Lastly, we are proposing that if more recent data become available
for the FY 2025 IPF PPS final rule, we would use such data as
appropriate to determine the final outlier fixed dollar loss threshold
amount for FY 2025.
3. Proposed Update to IPF Cost-to-Charge Ratio Ceilings
Under the IPF PPS, an outlier payment is made if an IPF's cost for
a stay exceeds a fixed dollar loss threshold amount plus the IPF PPS
amount. To establish an IPF's cost for a particular case, we multiply
the IPF's reported charges on the discharge bill by its overall cost-
to-charge ratio (CCR). This approach to determining an IPF's cost is
consistent with the approach
[[Page 23192]]
used under the IPPS and other PPSs. In the FY 2004 IPPS final rule (68
FR 34494), we implemented changes to the IPPS policy used to determine
CCRs for IPPS hospitals, because we became aware that payment
vulnerabilities resulted in inappropriate outlier payments.
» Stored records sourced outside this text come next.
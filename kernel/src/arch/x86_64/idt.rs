//! Interrupt descriptor table and trap entry stubs.
//!
//! The timer interrupt drives the scheduler tick and takes the preemption
//! edge right here (EOI first, then switch). Page faults route through the
//! portable fault module. `int 0x80` is the syscall gate; its naked stub
//! saves the full register file on the kernel stack and hands a portable
//! view to the dispatcher.

use lazy_static::lazy_static;
use x86_64::structures::idt::{InterruptDescriptorTable, InterruptStackFrame, PageFaultErrorCode};

use super::pic;
use crate::arch::UserRegs;
use crate::fault::{self, PageFaultOutcome};
use crate::sched;

/// Remapped vector of the PIT line.
const TIMER_VECTOR: u8 = pic::PIC_1_OFFSET;
const SYSCALL_VECTOR: u8 = 0x80;

lazy_static! {
    static ref IDT: InterruptDescriptorTable = {
        let mut idt = InterruptDescriptorTable::new();
        idt.breakpoint.set_handler_fn(breakpoint_handler);
        idt.page_fault.set_handler_fn(page_fault_handler);
        idt.general_protection_fault
            .set_handler_fn(general_protection_handler);
        idt.double_fault.set_handler_fn(double_fault_handler);
        idt[TIMER_VECTOR].set_handler_fn(timer_handler);

        // SAFETY: the syscall stub is a naked function with a correct
        // interrupt-gate prologue/epilogue.
        unsafe {
            idt[SYSCALL_VECTOR]
                .set_handler_addr(x86_64::VirtAddr::new(syscall_entry as usize as u64))
                .set_privilege_level(x86_64::PrivilegeLevel::Ring3);
        }
        idt
    };
}

pub fn init() {
    IDT.load();
}

extern "x86-interrupt" fn breakpoint_handler(frame: InterruptStackFrame) {
    log::warn!("breakpoint at {:#x}", frame.instruction_pointer.as_u64());
}

extern "x86-interrupt" fn double_fault_handler(frame: InterruptStackFrame, _code: u64) -> ! {
    panic!("double fault at {:#x}", frame.instruction_pointer.as_u64());
}

extern "x86-interrupt" fn general_protection_handler(frame: InterruptStackFrame, code: u64) {
    let user = frame.code_segment.rpl() == x86_64::PrivilegeLevel::Ring3;
    if user {
        let _ = crate::process::signal::send_signal(
            sched::current_tid(),
            crate::process::signal::SIGSEGV,
        );
        return;
    }
    panic!("general protection fault, code {:#x}", code);
}

extern "x86-interrupt" fn page_fault_handler(
    frame: InterruptStackFrame,
    code: PageFaultErrorCode,
) {
    let addr = x86_64::registers::control::Cr2::read_raw();
    let write = code.contains(PageFaultErrorCode::CAUSED_BY_WRITE);
    let user = code.contains(PageFaultErrorCode::USER_MODE);

    match fault::handle_page_fault(addr, write, user) {
        PageFaultOutcome::Resolved => {
            // Refresh the hardware shadow with the (new) translation and
            // retry the faulting access.
            if addr >= crate::config::KERNEL_BASE_VA {
                super::mmu::install_kernel(addr);
            } else {
                super::mmu::install_current(addr);
            }
        }
        PageFaultOutcome::SignalRaised => {}
        PageFaultOutcome::Resumable => {
            // The resumable-call protocol reports the fault through the
            // call's return path; reaching this arm means a probe touched
            // the page the hard way, which the portable copies never do.
            panic!("unexpected hardware fault inside a resumable frame");
        }
        PageFaultOutcome::Fatal => {
            panic!(
                "kernel page fault at {:#x} (ip {:#x}, code {:?})",
                addr,
                frame.instruction_pointer.as_u64(),
                code
            );
        }
    }
}

extern "x86-interrupt" fn timer_handler(_frame: InterruptStackFrame) {
    crate::arch::timer::record_tick();
    sched::sched_tick();
    pic::eoi(0);

    // Take the preemption edge before returning: EOI is already out, so
    // the next tick fires even if we switch away here.
    if sched::need_resched() && sched::is_preemption_enabled() {
        sched::schedule();
    }
}

/// Register file pushed by the syscall stub, low address first.
#[repr(C)]
struct SyscallFrame {
    // pushed by the stub (reverse push order)
    r11: u64,
    r10: u64,
    r9: u64,
    r8: u64,
    rbp: u64,
    rdi: u64,
    rsi: u64,
    rdx: u64,
    rcx: u64,
    rbx: u64,
    rax: u64,
    // pushed by the CPU
    rip: u64,
    cs: u64,
    rflags: u64,
    rsp: u64,
    ss: u64,
}

#[unsafe(naked)]
extern "C" fn syscall_entry() {
    core::arch::naked_asm!(
        "push rax",
        "push rbx",
        "push rcx",
        "push rdx",
        "push rsi",
        "push rdi",
        "push rbp",
        "push r8",
        "push r9",
        "push r10",
        "push r11",
        "mov rdi, rsp",
        "call {rust_entry}",
        "pop r11",
        "pop r10",
        "pop r9",
        "pop r8",
        "pop rbp",
        "pop rdi",
        "pop rsi",
        "pop rdx",
        "pop rcx",
        "pop rbx",
        "pop rax",
        "iretq",
        rust_entry = sym syscall_rust_entry,
    );
}

/// Rust half of the syscall gate: mirrors the frame into the task's
/// portable register view (fork and signals read it), dispatches, and
/// writes the result back into the saved rax.
extern "C" fn syscall_rust_entry(frame: *mut SyscallFrame) {
    // SAFETY: the stub passes a pointer to the frame it just pushed on
    // this very stack; it stays alive until the stub pops it.
    let frame = unsafe { &mut *frame };

    let nr = frame.rax as usize;
    let args = [frame.rdi, frame.rsi, frame.rdx, frame.r10, frame.r8, frame.r9];

    let tid = sched::current_tid();
    sched::with_task(tid, |t| {
        t.user_regs = Some(UserRegs {
            pc: frame.rip,
            sp: frame.rsp,
            ret: frame.rax,
            args: [frame.rdi, frame.rsi, frame.rdx],
            flags: frame.rflags,
        });
    });

    let ret = crate::syscall::dispatch(nr, args) as u64;
    frame.rax = ret;

    // The dispatcher may have rewritten the frame (execve, sigreturn,
    // signal delivery on this edge): the saved view wins.
    if let Some(regs) = sched::with_task(tid, |t| t.user_regs).flatten() {
        if regs.pc != frame.rip || regs.sp != frame.rsp {
            frame.rip = regs.pc;
            frame.rsp = regs.sp;
            frame.rax = regs.ret;
            frame.rdi = regs.args[0];
        } else {
            sched::with_task(tid, |t| {
                if let Some(r) = t.user_regs.as_mut() {
                    r.ret = ret;
                }
            });
        }
    }
}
Under the
IPPS, we established a statistical measure of accuracy for CCRs to
ensure that aberrant CCR data did not result in inappropriate outlier
payments.
As indicated in the RY 2005 IPF PPS final rule (69 FR 66961), we
believe that the IPF outlier policy is susceptible to the same payment
vulnerabilities as the IPPS; therefore, we adopted a method to ensure
the statistical accuracy of CCRs under the IPF PPS. Specifically, we
adopted the following procedure in the RY 2005 IPF PPS final rule:
<bullet> Calculated two national ceilings, one for IPFs located in
rural areas and one for IPFs located in urban areas.
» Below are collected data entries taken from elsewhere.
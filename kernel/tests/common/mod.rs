//! Shared environment bring-up for the QEMU test binaries.

#![allow(dead_code)]

use cinder_kernel::boot::{BootInfo, BootMemRegion};
use cinder_kernel::mm::regions::MemRegionKind;
use cinder_kernel::{sched, serial_println};

/// Full subsystem init over the QEMU test machine's memory (256 MiB),
/// with timer and preemption running.
pub fn init_test_env(name: &str) {
    serial_println!("==== {} ====", name);
    cinder_kernel::init_global_allocator();

    #[cfg(target_arch = "x86_64")]
    {
        cinder_kernel::arch::x86_64::gdt::init();
        cinder_kernel::arch::x86_64::idt::init();
        cinder_kernel::arch::x86_64::pic::init();
        // Must watch paging before the first kernel stack is mapped.
        cinder_kernel::arch::x86_64::mmu::init();
    }

    let map = [
        BootMemRegion {
            addr: 0,
            len: 256 * 1024 * 1024,
            kind: MemRegionKind::Available,
        },
        // Test image + boot structures.
        BootMemRegion {
            addr: 0,
            len: 4 * 1024 * 1024,
            kind: MemRegionKind::Kernel,
        },
    ];

    let boot_info = BootInfo {
        mem_map: &map,
        cmdline: "",
        framebuffer: None,
        initrd: None,
        efi_runtime_services: 0,
    };

    cinder_kernel::bootstrap::init_core(&boot_info).expect("test env init");

    #[cfg(target_arch = "x86_64")]
    {
        cinder_kernel::arch::x86_64::pit::init();
        cinder_kernel::arch::x86_64::pic::unmask(0);
        cinder_kernel::arch::enable_interrupts();
    }

    sched::enable_preemption();
}

/// Build a minimal ELF64 executable image in memory: one RW PT_LOAD
/// segment holding `code`, entry at its first byte.
pub fn synth_user_elf(vaddr: u64, code: &[u8]) -> alloc::vec::Vec<u8> {
    let mut v = alloc::vec![0u8; 0x78 + code.len()];
    v[0..4].copy_from_slice(&[0x7F, b'E', b'L', b'F']);
    v[4] = 2; // 64-bit
    v[5] = 1; // little endian
    v[6] = 1;
    v[16..18].copy_from_slice(&2u16.to_le_bytes()); // ET_EXEC
    #[cfg(target_arch = "riscv64")]
    v[18..20].copy_from_slice(&0xF3u16.to_le_bytes());
    #[cfg(not(target_arch = "riscv64"))]
    v[18..20].copy_from_slice(&0x3Eu16.to_le_bytes());
    v[24..32].copy_from_slice(&vaddr.to_le_bytes()); // entry
    v[32..40].copy_from_slice(&0x40u64.to_le_bytes()); // phoff
    v[54..56].copy_from_slice(&56u16.to_le_bytes());
    v[56..58].copy_from_slice(&1u16.to_le_bytes());

    let ph = 0x40;
    v[ph..ph + 4].copy_from_slice(&1u32.to_le_bytes()); // PT_LOAD
    v[ph + 4..ph + 8].copy_from_slice(&7u32.to_le_bytes()); // RWX
    v[ph + 8..ph + 16].copy_from_slice(&0x78u64.to_le_bytes());
    v[ph + 16..ph + 24].copy_from_slice(&vaddr.to_le_bytes());
    let sz = code.len() as u64;
    v[ph + 32..ph + 40].copy_from_slice(&sz.to_le_bytes());
    v[ph + 40..ph + 48].copy_from_slice(&sz.to_le_bytes());
    v[0x78..].copy_from_slice(code);
    v
}

extern crate alloc;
<bullet> Computed the ceilings by first calculating the national
average and the standard deviation of the CCR for both urban and rural
IPFs using the most recent CCRs entered in the most recent Provider
Specific File (PSF) available.
For FY 2025, we are proposing to continue following this
methodology. To determine the rural and urban ceilings, we multiplied
each of the standard deviations by 3 and added the result to the
appropriate national CCR average (either rural or urban). The proposed
upper threshold CCR for IPFs in FY 2025 is 2.3362 for rural IPFs, and
1.8600 for urban IPFs, based on current CBSA-based geographic
designations. If an IPF's CCR is above the applicable ceiling, the
ratio is considered statistically inaccurate, and we assign the
appropriate national (either rural or urban) median CCR to the IPF.
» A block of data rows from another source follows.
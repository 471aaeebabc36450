//! The syscall surface: a fixed numeric table with Linux/i386-compatible
//! numbers for the implemented subset.
//!
//! Handlers translate internal errors to a negative errno at this boundary
//! and nowhere else. Unknown numbers return `-ENOSYS`.

pub mod user;

use alloc::string::String;
use alloc::sync::Arc;
use alloc::vec;
use alloc::vec::Vec;
use spin::Mutex;

use crate::config::TIMER_HZ;
use crate::error::{Errno, KernelError, KernelResult};
use crate::fs::poll::PollEntry;
use crate::fs::{Handle, PollMask};
use crate::process::wait::WaitOptions;
use crate::process::{self, signal, Process};
use crate::sched;

pub const SYS_EXIT: usize = 1;
pub const SYS_FORK: usize = 2;
pub const SYS_READ: usize = 3;
pub const SYS_WRITE: usize = 4;
pub const SYS_OPEN: usize = 5;
pub const SYS_CLOSE: usize = 6;
pub const SYS_WAITPID: usize = 7;
pub const SYS_EXECVE: usize = 11;
pub const SYS_CHDIR: usize = 12;
pub const SYS_GETPID: usize = 20;
pub const SYS_BRK: usize = 45;
pub const SYS_IOCTL: usize = 54;
pub const SYS_GETPPID: usize = 64;
pub const SYS_NANOSLEEP: usize = 162;
pub const SYS_POLL: usize = 168;
pub const SYS_VFORK: usize = 190;
pub const SYS_MMAP_PGOFF: usize = 192;
pub const SYS_EXIT_GROUP: usize = 252;
pub const SYS_SET_TID_ADDRESS: usize = 258;

const PATH_MAX: usize = 255;
const ARG_MAX_ITEMS: usize = 64;
/// Per-transfer cap for read/write kernel bounce buffers.
const IO_CHUNK: usize = 64 * 1024;

/// How execve turns a path into image bytes. The VFS lives outside the
/// core; whoever owns it (or a test harness with embedded images)
/// registers the resolver here.
pub type ImageResolver = fn(&str) -> Option<&'static [u8]>;

static IMAGE_RESOLVER: Mutex<Option<ImageResolver>> = Mutex::new(None);

pub fn set_image_resolver(f: ImageResolver) {
    *IMAGE_RESOLVER.lock() = Some(f);
}

fn ok_or_errno(r: KernelResult<isize>) -> isize {
    match r {
        Ok(v) => v,
        Err(e) => e.as_syscall_ret(),
    }
}

fn current_proc() -> KernelResult<Arc<Process>> {
    process::current_process().ok_or(KernelError::NotInitialized {
        subsystem: "current process",
    })
}

fn get_handle(fd: u64) -> KernelResult<Handle> {
    let proc = current_proc()?;
    let mu = proc.mu.lock();
    mu.handles
        .get(fd as usize)
        .and_then(|h| h.clone())
        .ok_or(KernelError::BadHandle)
}

// ---------------------------------------------------------------------------
// Individual handlers
// ---------------------------------------------------------------------------

fn sys_read(fd: u64, buf: u64, count: u64) -> KernelResult<isize> {
    let h = get_handle(fd)?;
    let n = (count as usize).min(IO_CHUNK);
    let mut kbuf = vec![0u8; n];

    let got = h.ops.read(&mut kbuf, h.nonblock)?;
    user::copy_to_user(buf, &kbuf[..got])?;
    Ok(got as isize)
}

fn sys_write(fd: u64, buf: u64, count: u64) -> KernelResult<isize> {
    let h = get_handle(fd)?;
    let n = (count as usize).min(IO_CHUNK);
    let mut kbuf = vec![0u8; n];
    user::copy_from_user(&mut kbuf, buf)?;

    match h.ops.write(&kbuf, h.nonblock) {
        Ok(done) => Ok(done as isize),
        Err(KernelError::BrokenPipe) => {
            // EPIPE comes with SIGPIPE to self.
            let _ = signal::send_signal(sched::current_tid(), signal::SIGPIPE);
            Err(KernelError::BrokenPipe)
        }
        Err(e) => Err(e),
    }
}

fn sys_open(path_ptr: u64, _flags: u64, _mode: u64) -> KernelResult<isize> {
    let _path = user::copy_str_from_user(path_ptr, PATH_MAX)?;
    // No filesystem is mounted by the core; the VFS is an external
    // collaborator reached through its own registration, like the image
    // resolver. Until one is wired up, every lookup misses.
    Err(KernelError::NoEntry)
}

fn sys_close(fd: u64) -> KernelResult<isize> {
    let proc = current_proc()?;
    let mut mu = proc.mu.lock();
    let slot = mu
        .handles
        .get_mut(fd as usize)
        .ok_or(KernelError::BadHandle)?;
    if slot.take().is_none() {
        return Err(KernelError::BadHandle);
    }
    Ok(0)
}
We apply the national median CCRs to the following situations:
<bullet> New IPFs that have not yet submitted their first Medicare
cost report. We continue to use these national median CCRs until the
facility's actual CCR can be computed using the first tentatively or
final settled cost report.
<bullet> IPFs whose overall CCR is in excess of three standard
deviations above the corresponding national geometric mean (that is,
above the ceiling).
<bullet> Other IPFs for which the Medicare Administrative
Contractor (MAC) obtains inaccurate or incomplete data with which to
calculate a CCR.
We are proposing to update the FY 2025 national median and ceiling
CCRs for urban and rural IPFs based on the CCRs entered in the latest
available IPF PPS PSF.
Specifically, for FY 2025, to be used in each of the three
situations listed previously, using the most recent CCRs entered in the
CY 2023 PSF, we provide an estimated national median CCR of 0.5720 for
rural IPFs and a national median CCR of 0.4200 for urban IPFs. These
calculations are based on the IPF's location (either urban or rural)
using the current CBSA-based geographic designations. A complete
discussion regarding the national median CCRs appears in the RY 2005
IPF PPS final rule (69 FR 66961 through 66964).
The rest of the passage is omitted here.